12.3.2.2 Train the Full GBM Model

# Train an initial GBM model
gbm_full <- gbm(presence ~ ., 
                data = train_data,
                distribution = "bernoulli",  # Classification task
                n.trees = 500,  
                shrinkage = 0.01,  
                interaction.depth = 3,  
                cv.folds = 5)  # Cross-validation to prevent overfitting

# View feature importance
summary(gbm_full)

✅ What to Look For?
- Higher scores indicate variables that contribute the most to predictions.
- Low-importance variables should be considered for removal.

12.3.3 Step 3: Compute Feature Importance Scores and Remove Low-Importance Variables

GBM provides relative influence scores for each predictor. We will remove variables that contribute little to model accuracy.

12.3.3.1 Plot Feature Importance

# Visualize feature importance
barplot(summary(gbm_full)$rel.inf, names.arg = summary(gbm_full)$var, las = 2, col = "steelblue",
        main = "Feature Importance in GBM", cex.names = 0.8)

12.3.3.2 Remove Low-Importance Variables

# Define a cutoff threshold for importance (e.g., remove variables < 2%)
important_vars <- summary(gbm_full)$var[summary(gbm_full)$rel.inf > 2]

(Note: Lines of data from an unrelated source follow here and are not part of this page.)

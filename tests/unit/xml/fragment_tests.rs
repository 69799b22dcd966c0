use fast_ews_rs::ns;
use fast_ews_rs::xml::{XmlDocument, XmlFragment};

fn task_document() -> XmlDocument {
    let xml = r#"
<Envelope xmlns:t="http://schemas.microsoft.com/exchange/services/2006/types">
  <t:Task>
    <t:Subject>Write poem</t:Subject>
    <t:DueDate>2015-01-19T10:00:00Z</t:DueDate>
    <t:StatusDescription></t:StatusDescription>
  </t:Task>
</Envelope>
"#;
    XmlDocument::parse(xml.as_bytes()).expect("xml parsing succeeds")
}

#[test]
fn detached_children_outlive_the_source_document() {
    let fragment = {
        let doc = task_document();
        let task = doc
            .find_element(doc.root(), "Task", ns::TYPES)
            .expect("task present");
        XmlFragment::from_children(&doc, task).expect("detach succeeds")
    };

    // Source document is gone; the fragment still answers.
    assert_eq!(fragment.get_value("Subject"), "Write poem");
    assert_eq!(fragment.get_value("DueDate"), "2015-01-19T10:00:00Z");
}

#[test]
fn from_children_drops_the_item_wrapper() {
    let doc = task_document();
    let task = doc
        .find_element(doc.root(), "Task", ns::TYPES)
        .expect("task present");
    let fragment = XmlFragment::from_children(&doc, task).expect("detach succeeds");

    assert!(fragment.get_node("Task").is_none());
    assert!(fragment.to_xml().starts_with("<t:Subject>"));
}

#[test]
fn from_node_keeps_the_detached_element() {
    let doc = task_document();
    let task = doc
        .find_element(doc.root(), "Task", ns::TYPES)
        .expect("task present");
    let fragment = XmlFragment::from_node(&doc, task).expect("detach succeeds");

    assert!(fragment.get_node("Task").is_some());
    assert!(fragment.to_xml().starts_with("<t:Task>"));
}

#[test]
fn absent_and_empty_values_both_read_as_empty_string() {
    let doc = task_document();
    let task = doc
        .find_element(doc.root(), "Task", ns::TYPES)
        .expect("task present");
    let fragment = XmlFragment::from_children(&doc, task).expect("detach succeeds");

    // Present but empty.
    assert_eq!(fragment.get_value("StatusDescription"), "");
    assert!(fragment.get_node("StatusDescription").is_some());
    // Absent entirely.
    assert_eq!(fragment.get_value("Owner"), "");
    assert!(fragment.get_node("Owner").is_none());
}

#[test]
fn set_or_update_inserts_updates_in_place_and_converges() {
    let mut fragment = XmlFragment::new();

    fragment.set_or_update("Subject", "A");
    fragment.set_or_update("StartDate", "2026-01-01T00:00:00Z");
    assert_eq!(
        fragment.to_xml(),
        "<t:Subject>A</t:Subject><t:StartDate>2026-01-01T00:00:00Z</t:StartDate>"
    );

    // Update rewrites in place: document order is preserved.
    fragment.set_or_update("Subject", "B");
    let after_update = fragment.to_xml();
    assert_eq!(
        after_update,
        "<t:Subject>B</t:Subject><t:StartDate>2026-01-01T00:00:00Z</t:StartDate>"
    );

    // Same value again: serialization is byte-identical.
    fragment.set_or_update("Subject", "B");
    assert_eq!(fragment.to_xml(), after_update);
}

#[test]
fn empty_fragment_serializes_to_nothing() {
    let fragment = XmlFragment::new();
    assert!(fragment.is_empty());
    assert_eq!(fragment.to_xml(), "");
}

#[test]
fn cloned_fragments_are_independent() {
    let mut original = XmlFragment::new();
    original.set_or_update("Subject", "shared");

    let mut copy = original.clone();
    copy.set_or_update("Subject", "changed");

    assert_eq!(original.get_value("Subject"), "shared");
    assert_eq!(copy.get_value("Subject"), "changed");
}

#[test]
fn values_are_escaped_on_serialization() {
    let mut fragment = XmlFragment::new();
    fragment.set_or_update("Subject", "Tom & Jerry <3");
    assert_eq!(
        fragment.to_xml(),
        "<t:Subject>Tom &amp; Jerry &lt;3</t:Subject>"
    );
}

# Retain only important variables
train_data_reduced <- train_data[, c("presence", important_vars)]
test_data_reduced  <- test_data[, c("presence", important_vars)]

✅ What to Look For?
- The feature importance plot highlights which variables significantly impact the model.
- Removing low-importance variables improves efficiency without reducing accuracy.

12.3.4 Step 4: Perform Correlation Analysis to Eliminate Redundant Variables

Environmental predictors are often highly correlated, which can introduce redundancy.

12.3.4.1 Compute a Correlation Matrix

# Compute correlation matrix
cor_matrix <- cor(train_data_reduced[, -1])  # Remove target variable
corrplot(cor_matrix, method = "color", type = "upper", tl.cex = 0.8, title = "Correlation Matrix")

12.3.4.2 Remove Highly Correlated Variables (r > 0.7)

# Identify correlated pairs
high_cor <- findCorrelation(cor_matrix, cutoff = 0.7, names = TRUE)

# Remove correlated predictors
train_data_final <- train_data_reduced[, !(colnames(train_data_reduced) %in% high_cor)]
test_data_final  <- test_data_reduced[, !(colnames(test_data_reduced) %in% high_cor)]

✅ Why Does This Matter?
- Removing highly correlated variables prevents redundant information in the model.
- The GBM model generalizes better by relying on independent predictors.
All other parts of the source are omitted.